Varietal Comparisons:
Steidinger et al., 1980 compared thecate cells of tropical Atlantic and Indo-Pacific P. bahamense and recognized several minor morphological and physiological differences, enough to warrant variety status. Hence, the taxonomy of the species was revised and two varieties were established: var. bahamense for the Atlantic population and var. compressum for the Indo-Pacific population. However, Balech, 1985a reported morphological variation within both populations, and states that P. bahamense cannot be divided into any infraspecific taxa (Taylor and Fukuyo, 1989). Balech (1985a) states that the species is highly variable (Fig. 7) and that the toxicity of the Indo-Pacific populations is most likely induced by external factors.

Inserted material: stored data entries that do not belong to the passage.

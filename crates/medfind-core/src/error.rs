use thiserror::Error;

/// Errors raised while assembling [`crate::AppConfig`] from the environment.
#[derive(Debug, Error)]
pub enum ConfigError {
    #[error("missing required environment variable: {0}")]
    MissingEnvVar(String),

    #[error("invalid value for {var}: {reason}")]
    InvalidEnvVar { var: String, reason: String },
}
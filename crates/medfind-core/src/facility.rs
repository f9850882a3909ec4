//! Facility types produced from raw places-search hits.

use std::collections::HashMap;

use serde::{Deserialize, Serialize, Serializer};

use crate::geo::Coordinate;

/// Display name used when a place carries no usable name.
pub const UNNAMED_FACILITY: &str = "Unnamed Facility";
/// Address used when a place carries no usable vicinity text.
pub const UNKNOWN_ADDRESS: &str = "Address not available";

const HOSPITAL_TAG: &str = "hospital";
const HEALTH_TAG: &str = "health";

/// A category filter understood by the places search service.
///
/// Ordered so that `Hospital` sorts first; search results are combined in
/// this order.
#[derive(Debug, Clone, Copy, PartialEq, Eq, PartialOrd, Ord, Hash, Serialize, Deserialize)]
#[serde(rename_all = "lowercase")]
pub enum Category {
    Hospital,
    Health,
}

impl Category {
    /// Every category a facility search covers by default.
    pub const ALL: [Category; 2] = [Category::Hospital, Category::Health];

    /// The tag string the upstream service uses for this category.
    #[must_use]
    pub fn as_tag(self) -> &'static str {
        match self {
            Category::Hospital => HOSPITAL_TAG,
            Category::Health => HEALTH_TAG,
        }
    }
}

impl std::fmt::Display for Category {
    fn fmt(&self, f: &mut std::fmt::Formatter<'_>) -> std::fmt::Result {
        f.write_str(self.as_tag())
    }
}

/// A single search hit as returned by the places service, before dedup.
#[derive(Debug, Clone, PartialEq, Serialize, Deserialize)]
pub struct RawPlace {
    /// Opaque, stable identifier assigned by the places service.
    pub external_id: String,
    pub name: Option<String>,
    pub coordinate: Coordinate,
    pub vicinity: Option<String>,
    #[serde(default)]
    pub tags: Vec<String>,
}

impl RawPlace {
    #[must_use]
    pub fn has_tag(&self, tag: &str) -> bool {
        self.tags.iter().any(|t| t.eq_ignore_ascii_case(tag))
    }
}

#[derive(Debug, Clone, Copy, PartialEq, Eq, Hash, Serialize, Deserialize)]
#[serde(rename_all = "lowercase")]
pub enum FacilityKind {
    Hospital,
    Clinic,
}

impl std::fmt::Display for FacilityKind {
    fn fmt(&self, f: &mut std::fmt::Formatter<'_>) -> std::fmt::Result {
        match self {
            FacilityKind::Hospital => write!(f, "hospital"),
            FacilityKind::Clinic => write!(f, "clinic"),
        }
    }
}

/// Resolve a facility kind from a place's tag set.
///
/// Any `hospital` tag wins; everything else is a clinic.
#[must_use]
pub fn classify<S: AsRef<str>>(tags: &[S]) -> FacilityKind {
    if tags
        .iter()
        .any(|t| t.as_ref().eq_ignore_ascii_case(HOSPITAL_TAG))
    {
        FacilityKind::Hospital
    } else {
        FacilityKind::Clinic
    }
}

/// A deduplicated, normalised hospital or clinic.
#[derive(Debug, Clone, PartialEq, Serialize, Deserialize)]
pub struct Facility {
    pub id: String,
    pub name: String,
    pub coordinate: Coordinate,
    pub address: String,
    pub kind: FacilityKind,
}

impl Facility {
    /// Normalise a raw hit, substituting sentinels for blank name/address.
    #[must_use]
    pub fn from_raw(raw: &RawPlace) -> Self {
        Self {
            id: raw.external_id.clone(),
            name: non_blank(raw.name.as_deref()).unwrap_or(UNNAMED_FACILITY).to_owned(),
            coordinate: raw.coordinate,
            address: non_blank(raw.vicinity.as_deref())
                .unwrap_or(UNKNOWN_ADDRESS)
                .to_owned(),
            kind: classify(&raw.tags),
        }
    }
}

fn non_blank(value: Option<&str>) -> Option<&str> {
    value.map(str::trim).filter(|s| !s.is_empty())
}

/// Facilities keyed by id. No two members share an id.
///
/// Built only through [`crate::dedupe`]; never mutated after construction.
#[derive(Debug, Clone, Default, PartialEq)]
pub struct FacilitySet {
    facilities: Vec<Facility>,
    index: HashMap<String, usize>,
}

impl FacilitySet {
    #[must_use]
    pub fn new() -> Self {
        Self::default()
    }

    #[must_use]
    pub fn len(&self) -> usize {
        self.facilities.len()
    }

    #[must_use]
    pub fn is_empty(&self) -> bool {
        self.facilities.is_empty()
    }

    #[must_use]
    pub fn get(&self, id: &str) -> Option<&Facility> {
        self.index.get(id).map(|&i| &self.facilities[i])
    }

    #[must_use]
    pub fn contains(&self, id: &str) -> bool {
        self.index.contains_key(id)
    }

    pub fn iter(&self) -> std::slice::Iter<'_, Facility> {
        self.facilities.iter()
    }

    #[must_use]
    pub fn count_of(&self, kind: FacilityKind) -> usize {
        self.facilities.iter().filter(|f| f.kind == kind).count()
    }

    /// Insert unless the id is already present. Returns whether it was added.
    pub(crate) fn insert_if_absent(&mut self, facility: Facility) -> bool {
        if self.index.contains_key(&facility.id) {
            return false;
        }
        self.index
            .insert(facility.id.clone(), self.facilities.len());
        self.facilities.push(facility);
        true
    }
}

impl<'a> IntoIterator for &'a FacilitySet {
    type Item = &'a Facility;
    type IntoIter = std::slice::Iter<'a, Facility>;

    fn into_iter(self) -> Self::IntoIter {
        self.iter()
    }
}

impl Serialize for FacilitySet {
    fn serialize<S: Serializer>(&self, serializer: S) -> Result<S::Ok, S::Error> {
        serializer.collect_seq(&self.facilities)
    }
}
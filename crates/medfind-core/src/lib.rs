//! Domain model and pure policies for nearby medical facility discovery.
//!
//! Everything in this crate is synchronous and side-effect free apart from
//! reading the process environment in [`load_app_config`].

pub mod app_config;
pub mod config;
pub mod dedupe;
pub mod error;
pub mod facility;
pub mod geo;
pub mod regions;
pub mod viewport_policy;

pub use app_config::{AppConfig, Environment, LocationPrecision, SearchMode};
pub use config::{
    load_app_config, load_app_config_from_env, DEFAULT_PLACES_BASE_URL, DEFAULT_USER_AGENT,
};
pub use dedupe::dedupe;
pub use error::ConfigError;
pub use facility::{
    classify, Category, Facility, FacilityKind, FacilitySet, RawPlace, UNNAMED_FACILITY,
    UNKNOWN_ADDRESS,
};
pub use geo::{Coordinate, Viewport};
pub use regions::{Anchor, SOUTH_AFRICA_ANCHORS};
pub use viewport_policy::{ViewportMovementPolicy, DEFAULT_REFETCH_THRESHOLD_DEGREES};
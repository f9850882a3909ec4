//! Gate for viewport-triggered refetches.

use crate::geo::Coordinate;

/// Per-axis movement, in degrees, that must be exceeded before refetching.
pub const DEFAULT_REFETCH_THRESHOLD_DEGREES: f64 = 0.05;

/// Decides whether a settled viewport has moved far enough from the last
/// search origin to warrant a new search.
///
/// Compares latitude and longitude deltas independently against a fixed
/// threshold instead of computing great-circle distance. The comparison is
/// strict: moving exactly the threshold does not trigger.
#[derive(Debug, Clone, Copy, PartialEq)]
pub struct ViewportMovementPolicy {
    threshold_degrees: f64,
}

impl ViewportMovementPolicy {
    #[must_use]
    pub const fn new(threshold_degrees: f64) -> Self {
        Self { threshold_degrees }
    }

    #[must_use]
    pub const fn threshold_degrees(&self) -> f64 {
        self.threshold_degrees
    }

    #[must_use]
    pub fn should_refetch(&self, last_search_origin: Coordinate, new_center: Coordinate) -> bool {
        let d_lat = (last_search_origin.latitude - new_center.latitude).abs();
        let d_lng = (last_search_origin.longitude - new_center.longitude).abs();
        d_lat > self.threshold_degrees || d_lng > self.threshold_degrees
    }
}

impl Default for ViewportMovementPolicy {
    fn default() -> Self {
        Self::new(DEFAULT_REFETCH_THRESHOLD_DEGREES)
    }
}
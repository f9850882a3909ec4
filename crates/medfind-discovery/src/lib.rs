//! Facility discovery state machine and directions resolution.
//!
//! Device location, places search, and URL opening are reached only through
//! the [`GeolocationProvider`], [`medfind_places::PlacesSearch`] and
//! [`UrlOpener`] traits so hosts and tests can substitute their own.

pub mod controller;
pub mod directions;
pub mod geolocation;
pub mod state;

pub use controller::{DiscoveryConfig, FacilityDiscoveryController, SearchCompletion, SearchTicket};
pub use directions::{
    build_links, Advisory, DirectionsError, DirectionsLinks, DirectionsOutcome,
    DirectionsResolver, LinkError, Platform, UrlOpener,
};
pub use geolocation::{FixedLocation, GeolocationError, GeolocationProvider, PermissionStatus};
pub use state::{DiscoveryFailure, DiscoveryState, ErrorPresentation};
//! Regional sweep: one search per anchor, deduplicated across all anchors.

use medfind_core::{dedupe, Anchor, Category, FacilitySet};

use crate::error::PlacesError;
use crate::search::PlacesSearch;

/// Search around every anchor in turn and merge the hits.
///
/// Anchors are visited sequentially; each anchor's search may itself issue
/// concurrent category sub-queries. The merged hits go through [`dedupe`]
/// once, so the first anchor to report a place decides its fields.
///
/// # Errors
///
/// Returns the first [`PlacesError`] raised by any anchor; partial results
/// are discarded.
pub async fn sweep<S>(
    search: &S,
    anchors: &[Anchor],
    radius_meters: u32,
    categories: &[Category],
) -> Result<FacilitySet, PlacesError>
where
    S: PlacesSearch + ?Sized,
{
    let mut raw = Vec::new();
    for anchor in anchors {
        let hits = search
            .search(anchor.coordinate, radius_meters, categories)
            .await
            .map_err(|e| {
                tracing::warn!(anchor = anchor.name, error = %e, "regional sweep aborted");
                e
            })?;
        tracing::debug!(anchor = anchor.name, hits = hits.len(), "anchor searched");
        raw.extend(hits);
    }

    let facilities = dedupe(&raw);
    tracing::info!(
        anchors = anchors.len(),
        hits = raw.len(),
        facilities = facilities.len(),
        "regional sweep complete"
    );
    Ok(facilities)
}
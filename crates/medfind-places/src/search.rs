use std::sync::Arc;

use async_trait::async_trait;
use medfind_core::{Category, Coordinate, RawPlace};

use crate::error::PlacesError;

/// A single remote query for facilities near a coordinate.
///
/// Implementations combine results from all requested categories into one
/// sequence, hospital hits first, without deduplicating them.
#[async_trait]
pub trait PlacesSearch: Send + Sync {
    async fn search(
        &self,
        origin: Coordinate,
        radius_meters: u32,
        categories: &[Category],
    ) -> Result<Vec<RawPlace>, PlacesError>;
}

#[async_trait]
impl<T: PlacesSearch + ?Sized> PlacesSearch for Arc<T> {
    async fn search(
        &self,
        origin: Coordinate,
        radius_meters: u32,
        categories: &[Category],
    ) -> Result<Vec<RawPlace>, PlacesError> {
        (**self).search(origin, radius_meters, categories).await
    }
}
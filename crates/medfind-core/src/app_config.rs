#[derive(Debug, Clone, Copy, PartialEq, Eq)]
pub enum Environment {
    Development,
    Test,
    Production,
}

impl std::fmt::Display for Environment {
    fn fmt(&self, f: &mut std::fmt::Formatter<'_>) -> std::fmt::Result {
        match self {
            Environment::Development => write!(f, "development"),
            Environment::Test => write!(f, "test"),
            Environment::Production => write!(f, "production"),
        }
    }
}

/// How the places client covers the hospital and clinic categories.
#[derive(Debug, Clone, Copy, PartialEq, Eq)]
pub enum SearchMode {
    /// Two concurrent sub-queries, one per category, hospital hits first.
    Split,
    /// One query whose filter spans both categories.
    Combined,
}

impl std::fmt::Display for SearchMode {
    fn fmt(&self, f: &mut std::fmt::Formatter<'_>) -> std::fmt::Result {
        match self {
            SearchMode::Split => write!(f, "split"),
            SearchMode::Combined => write!(f, "combined"),
        }
    }
}

/// Accuracy requested from the positioning service.
#[derive(Debug, Clone, Copy, PartialEq, Eq, Default)]
pub enum LocationPrecision {
    Fast,
    #[default]
    Balanced,
}

impl std::fmt::Display for LocationPrecision {
    fn fmt(&self, f: &mut std::fmt::Formatter<'_>) -> std::fmt::Result {
        match self {
            LocationPrecision::Fast => write!(f, "fast"),
            LocationPrecision::Balanced => write!(f, "balanced"),
        }
    }
}

#[derive(Clone)]
pub struct AppConfig {
    pub env: Environment,
    pub log_level: String,
    pub places_api_key: String,
    pub places_base_url: String,
    pub request_timeout_secs: u64,
    pub user_agent: String,
    pub search_radius_meters: u32,
    pub sweep_radius_meters: u32,
    pub search_mode: SearchMode,
    pub location_precision: LocationPrecision,
    pub refetch_threshold_degrees: f64,
}

impl std::fmt::Debug for AppConfig {
    fn fmt(&self, f: &mut std::fmt::Formatter<'_>) -> std::fmt::Result {
        f.debug_struct("AppConfig")
            .field("env", &self.env)
            .field("log_level", &self.log_level)
            .field("places_api_key", &"[redacted]")
            .field("places_base_url", &self.places_base_url)
            .field("request_timeout_secs", &self.request_timeout_secs)
            .field("user_agent", &self.user_agent)
            .field("search_radius_meters", &self.search_radius_meters)
            .field("sweep_radius_meters", &self.sweep_radius_meters)
            .field("search_mode", &self.search_mode)
            .field("location_precision", &self.location_precision)
            .field("refetch_threshold_degrees", &self.refetch_threshold_degrees)
            .finish()
    }
}
use crate::app_config::{AppConfig, Environment, LocationPrecision, SearchMode};
use crate::ConfigError;

pub const DEFAULT_PLACES_BASE_URL: &str = "https://maps.googleapis.com/maps/api/place/";
pub const DEFAULT_USER_AGENT: &str = "medfind/0.1 (facility-discovery)";

/// Load application configuration from environment variables.
///
/// Calls `dotenvy::dotenv().ok()` to load `.env` files before reading env vars.
///
/// # Errors
///
/// Returns `ConfigError` if required env vars are missing or values are invalid.
pub fn load_app_config() -> Result<AppConfig, ConfigError> {
    dotenvy::dotenv().ok();
    load_app_config_from_env()
}

/// Load application configuration from environment variables already in the process.
///
/// Unlike [`load_app_config`], this does NOT load `.env` files.
///
/// # Errors
///
/// Returns `ConfigError` if required env vars are missing or values are invalid.
pub fn load_app_config_from_env() -> Result<AppConfig, ConfigError> {
    build_app_config(|key| std::env::var(key))
}

/// Build application configuration using the provided env-var lookup function.
///
/// Decoupled from the real environment so it can be tested with a plain
/// `HashMap` lookup.
fn build_app_config<F>(lookup: F) -> Result<AppConfig, ConfigError>
where
    F: Fn(&str) -> Result<String, std::env::VarError>,
{
    let require = |var: &str| -> Result<String, ConfigError> {
        lookup(var)
            .ok()
            .filter(|v| !v.trim().is_empty())
            .ok_or_else(|| ConfigError::MissingEnvVar(var.to_string()))
    };

    let or_default = |var: &str, default: &str| -> String {
        lookup(var).unwrap_or_else(|_| default.to_string())
    };

    let invalid = |var: &str, reason: String| ConfigError::InvalidEnvVar {
        var: var.to_string(),
        reason,
    };

    let parse_u32 = |var: &str, default: &str| -> Result<u32, ConfigError> {
        or_default(var, default)
            .parse::<u32>()
            .map_err(|e| invalid(var, e.to_string()))
    };

    let parse_u64 = |var: &str, default: &str| -> Result<u64, ConfigError> {
        or_default(var, default)
            .parse::<u64>()
            .map_err(|e| invalid(var, e.to_string()))
    };

    let places_api_key = require("MEDFIND_PLACES_API_KEY")?;

    let env = parse_environment(&or_default("MEDFIND_ENV", "development"))?;
    let log_level = or_default("MEDFIND_LOG_LEVEL", "info");
    let places_base_url = or_default("MEDFIND_PLACES_BASE_URL", DEFAULT_PLACES_BASE_URL);

    let request_timeout_secs = parse_u64("MEDFIND_REQUEST_TIMEOUT_SECS", "30")?;
    let user_agent = or_default("MEDFIND_USER_AGENT", DEFAULT_USER_AGENT);

    let search_radius_meters = parse_u32("MEDFIND_SEARCH_RADIUS_METERS", "10000")?;
    let sweep_radius_meters = parse_u32("MEDFIND_SWEEP_RADIUS_METERS", "50000")?;
    for (var, value) in [
        ("MEDFIND_SEARCH_RADIUS_METERS", search_radius_meters),
        ("MEDFIND_SWEEP_RADIUS_METERS", sweep_radius_meters),
    ] {
        if value == 0 {
            return Err(invalid(var, "radius must be greater than zero".to_string()));
        }
    }

    let search_mode = parse_search_mode(&or_default("MEDFIND_SEARCH_MODE", "split"))?;
    let location_precision =
        parse_location_precision(&or_default("MEDFIND_LOCATION_PRECISION", "balanced"))?;

    let refetch_threshold_degrees = or_default("MEDFIND_REFETCH_THRESHOLD_DEGREES", "0.05")
        .parse::<f64>()
        .map_err(|e| invalid("MEDFIND_REFETCH_THRESHOLD_DEGREES", e.to_string()))?;
    if !refetch_threshold_degrees.is_finite() || refetch_threshold_degrees < 0.0 {
        return Err(invalid(
            "MEDFIND_REFETCH_THRESHOLD_DEGREES",
            format!("expected a non-negative number, got {refetch_threshold_degrees}"),
        ));
    }

    Ok(AppConfig {
        env,
        log_level,
        places_api_key,
        places_base_url,
        request_timeout_secs,
        user_agent,
        search_radius_meters,
        sweep_radius_meters,
        search_mode,
        location_precision,
        refetch_threshold_degrees,
    })
}

fn parse_environment(s: &str) -> Result<Environment, ConfigError> {
    match s {
        "development" => Ok(Environment::Development),
        "test" => Ok(Environment::Test),
        "production" => Ok(Environment::Production),
        other => Err(ConfigError::InvalidEnvVar {
            var: "MEDFIND_ENV".to_string(),
            reason: format!("unknown environment '{other}'"),
        }),
    }
}

fn parse_search_mode(s: &str) -> Result<SearchMode, ConfigError> {
    match s.trim().to_ascii_lowercase().as_str() {
        "split" => Ok(SearchMode::Split),
        "combined" => Ok(SearchMode::Combined),
        other => Err(ConfigError::InvalidEnvVar {
            var: "MEDFIND_SEARCH_MODE".to_string(),
            reason: format!("expected 'split' or 'combined', got '{other}'"),
        }),
    }
}

fn parse_location_precision(s: &str) -> Result<LocationPrecision, ConfigError> {
    match s.trim().to_ascii_lowercase().as_str() {
        "fast" => Ok(LocationPrecision::Fast),
        "balanced" => Ok(LocationPrecision::Balanced),
        other => Err(ConfigError::InvalidEnvVar {
            var: "MEDFIND_LOCATION_PRECISION".to_string(),
            reason: format!("expected 'fast' or 'balanced', got '{other}'"),
        }),
    }
}

#[cfg(test)]
#[path = "config_test.rs"]
mod tests;
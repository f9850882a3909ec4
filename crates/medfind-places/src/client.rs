//! HTTP client for the nearby places search endpoint.
//!
//! Wraps `reqwest` with credential handling, category filters, and typed
//! response parsing. Every response's `"status"` field is checked and
//! non-success statuses surface as [`PlacesError::Upstream`].

use std::time::Duration;

use async_trait::async_trait;
use medfind_core::{AppConfig, Category, Coordinate, RawPlace, SearchMode};
use reqwest::{Client, Url};

use crate::error::PlacesError;
use crate::normalize::parse_results;
use crate::search::PlacesSearch;
use crate::types::NearbySearchResponse;

const NEARBY_SEARCH_PATH: &str = "nearbysearch/json";

/// Query parameters selecting one slice of the category space.
#[derive(Debug, Clone, Copy, PartialEq, Eq)]
struct CategoryFilter {
    place_type: &'static str,
    keyword: Option<&'static str>,
}

impl CategoryFilter {
    fn for_category(category: Category) -> Self {
        match category {
            Category::Hospital => Self {
                place_type: "hospital",
                keyword: None,
            },
            Category::Health => Self {
                place_type: "health",
                keyword: Some("clinic"),
            },
        }
    }

    /// One filter covering every category in `categories` (sorted, deduped).
    fn combined(categories: &[Category]) -> Self {
        match categories {
            [single] => Self::for_category(*single),
            _ => Self {
                place_type: "health",
                keyword: Some("hospital|clinic"),
            },
        }
    }
}

/// Client for the nearby places search service.
///
/// Use [`PlacesClient::from_config`] for production or
/// [`PlacesClient::with_base_url`] to point at a mock server in tests.
pub struct PlacesClient {
    client: Client,
    api_key: String,
    base_url: Url,
    mode: SearchMode,
}

impl PlacesClient {
    /// Creates a client from the loaded application configuration.
    ///
    /// # Errors
    ///
    /// Same as [`PlacesClient::with_base_url`].
    pub fn from_config(config: &AppConfig) -> Result<Self, PlacesError> {
        Self::with_base_url(
            &config.places_api_key,
            config.request_timeout_secs,
            &config.user_agent,
            config.search_mode,
            &config.places_base_url,
        )
    }

    /// Creates a new client with a custom base URL (for testing with wiremock).
    ///
    /// # Errors
    ///
    /// Returns [`PlacesError::Http`] if the underlying `reqwest::Client`
    /// cannot be constructed, or [`PlacesError::InvalidBaseUrl`] if
    /// `base_url` does not parse.
    pub fn with_base_url(
        api_key: &str,
        timeout_secs: u64,
        user_agent: &str,
        mode: SearchMode,
        base_url: &str,
    ) -> Result<Self, PlacesError> {
        let client = Client::builder()
            .timeout(Duration::from_secs(timeout_secs))
            .connect_timeout(Duration::from_secs(10))
            .user_agent(user_agent)
            .build()?;

        // Exactly one trailing slash so `join` appends the endpoint path
        // instead of replacing the last segment.
        let normalised = format!("{}/", base_url.trim_end_matches('/'));
        let base_url = Url::parse(&normalised).map_err(|e| PlacesError::InvalidBaseUrl {
            base_url: base_url.to_owned(),
            reason: e.to_string(),
        })?;

        Ok(Self {
            client,
            api_key: api_key.to_owned(),
            base_url,
            mode,
        })
    }

    /// Runs one nearby-search request for a single category filter.
    ///
    /// # Errors
    ///
    /// - [`PlacesError::Upstream`] if the service returns a failure status.
    /// - [`PlacesError::Http`] on network failure or non-2xx HTTP status.
    /// - [`PlacesError::Deserialize`] if the envelope has an unexpected shape.
    async fn nearby(
        &self,
        origin: Coordinate,
        radius_meters: u32,
        filter: CategoryFilter,
        origin_category: Option<Category>,
    ) -> Result<Vec<RawPlace>, PlacesError> {
        let url = self.build_url(origin, radius_meters, filter)?;
        tracing::debug!(
            %origin,
            radius_meters,
            place_type = filter.place_type,
            keyword = filter.keyword,
            "issuing nearby search"
        );
        let body = self.request_json(&url).await?;
        Self::check_api_error(&body)?;

        let envelope: NearbySearchResponse =
            serde_json::from_value(body).map_err(|e| PlacesError::Deserialize {
                context: format!("nearbysearch(type={})", filter.place_type),
                source: e,
            })?;

        Ok(parse_results(envelope.results, origin_category))
    }

    /// Builds the request URL with percent-encoded query parameters.
    fn build_url(
        &self,
        origin: Coordinate,
        radius_meters: u32,
        filter: CategoryFilter,
    ) -> Result<Url, PlacesError> {
        let mut url =
            self.base_url
                .join(NEARBY_SEARCH_PATH)
                .map_err(|e| PlacesError::InvalidBaseUrl {
                    base_url: self.base_url.to_string(),
                    reason: e.to_string(),
                })?;
        {
            let mut pairs = url.query_pairs_mut();
            pairs.append_pair("location", &origin.to_string());
            pairs.append_pair("radius", &radius_meters.to_string());
            pairs.append_pair("type", filter.place_type);
            if let Some(keyword) = filter.keyword {
                pairs.append_pair("keyword", keyword);
            }
            pairs.append_pair("key", &self.api_key);
        }
        Ok(url)
    }

    /// Sends a GET request, asserts a 2xx HTTP status, and parses the body as JSON.
    async fn request_json(&self, url: &Url) -> Result<serde_json::Value, PlacesError> {
        let response = self.client.get(url.clone()).send().await?;
        let response = response.error_for_status()?;
        let body = response.text().await?;
        serde_json::from_str(&body).map_err(|e| PlacesError::Deserialize {
            context: redact_key(url),
            source: e,
        })
    }

    /// `OK` and `ZERO_RESULTS` are success; anything else is an upstream error.
    fn check_api_error(body: &serde_json::Value) -> Result<(), PlacesError> {
        let status = body
            .get("status")
            .and_then(serde_json::Value::as_str)
            .unwrap_or("MISSING_STATUS");
        match status {
            "OK" | "ZERO_RESULTS" => Ok(()),
            other => {
                let message = body
                    .get("error_message")
                    .and_then(serde_json::Value::as_str)
                    .unwrap_or("no error message")
                    .to_string();
                Err(PlacesError::Upstream {
                    status: other.to_string(),
                    message,
                })
            }
        }
    }
}

#[async_trait]
impl PlacesSearch for PlacesClient {
    async fn search(
        &self,
        origin: Coordinate,
        radius_meters: u32,
        categories: &[Category],
    ) -> Result<Vec<RawPlace>, PlacesError> {
        let mut categories = categories.to_vec();
        categories.sort_unstable();
        categories.dedup();
        if categories.is_empty() {
            return Ok(Vec::new());
        }

        let places: Vec<RawPlace> = match self.mode {
            SearchMode::Combined => {
                self.nearby(
                    origin,
                    radius_meters,
                    CategoryFilter::combined(&categories),
                    None,
                )
                .await?
            }
            SearchMode::Split => {
                let queries = categories.iter().map(|&category| {
                    self.nearby(
                        origin,
                        radius_meters,
                        CategoryFilter::for_category(category),
                        Some(category),
                    )
                });
                // try_join_all keeps input order, so hospital hits lead.
                futures::future::try_join_all(queries)
                    .await?
                    .into_iter()
                    .flatten()
                    .collect()
            }
        };

        tracing::info!(
            %origin,
            radius_meters,
            mode = %self.mode,
            hits = places.len(),
            "nearby search complete"
        );
        Ok(places)
    }
}

fn redact_key(url: &Url) -> String {
    let mut redacted = url.clone();
    let pairs: Vec<(String, String)> = url
        .query_pairs()
        .map(|(k, v)| {
            let v = if k == "key" { "[redacted]".into() } else { v };
            (k.into_owned(), v.into_owned())
        })
        .collect();
    redacted.query_pairs_mut().clear().extend_pairs(pairs);
    redacted.to_string()
}

#[cfg(test)]
#[path = "client_test.rs"]
mod tests;
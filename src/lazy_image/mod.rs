//! Lazy-loaded images with a blur-up placeholder.
//!
//! - [`observer`]: viewport intersection model with cancellable one-shot watches
//! - [`style`]: the pure `(loading, hovered)` → opacity table and its CSS
//! - [`component`]: the image model and its static markup

pub mod component;
pub mod observer;
pub mod style;

pub use component::{LazyImage, LazyImageProps, render};
pub use observer::{IntersectionEntry, Subscription, Viewport};
pub use style::{LayerOpacity, Phase, opacity_css, visual_state};

/// Browser runtime that drives the rendered markup.
pub const RUNTIME_JS: &str = include_str!("../../static/lazy-image.js");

Established differences between the two varieties: a.) var. bahamense has a prominent apical horn and a well developed winged apical spine, whereas var. compressum has a shorter, less pronouned apical horn that is broader at the base, usually lacks a prominent apical spine, and is anterio-posterorly compressed; b.) var. bahamense may occur in pairs but does not form chains, while var. compressum is most often found in chains of 2-32 cells; c.) var. bahamense generally has smaller thecal pores and more prominent thecal spines with wide bases than var. compressum which has pustules between trichocyst pores; and d.) var. bahamense is bioluminescent and non-toxic, while var. compressum is not bioluminescent and produces a neurotoxin that causes PSP (Steidinger et al., 1980, Taylor and Fukuyo, 1989, Steidinger and Tangen, 1996). Because both varieties share a number of common characteristics, a few single cells of the var. compressum would be difficult to recognize as distinct (Steidinger et al., 1980).
Matsuoka et al., 1985 reported that the resting cyst of the Indo-Pacific variety was similar morphologically to the Atlantic variety (both cysts spiny) except for cyst diameter and length of surface processes (Taylor and Fukuyo, 1989).
Remarks:
Balech, 1985a states that the anterior-posterior compression of the body and the presence or absence of an apical spine are not reliable systematic characteristics to warrant varietal status in P. bahamense. He found many variations within the tropical Atlantic specimens.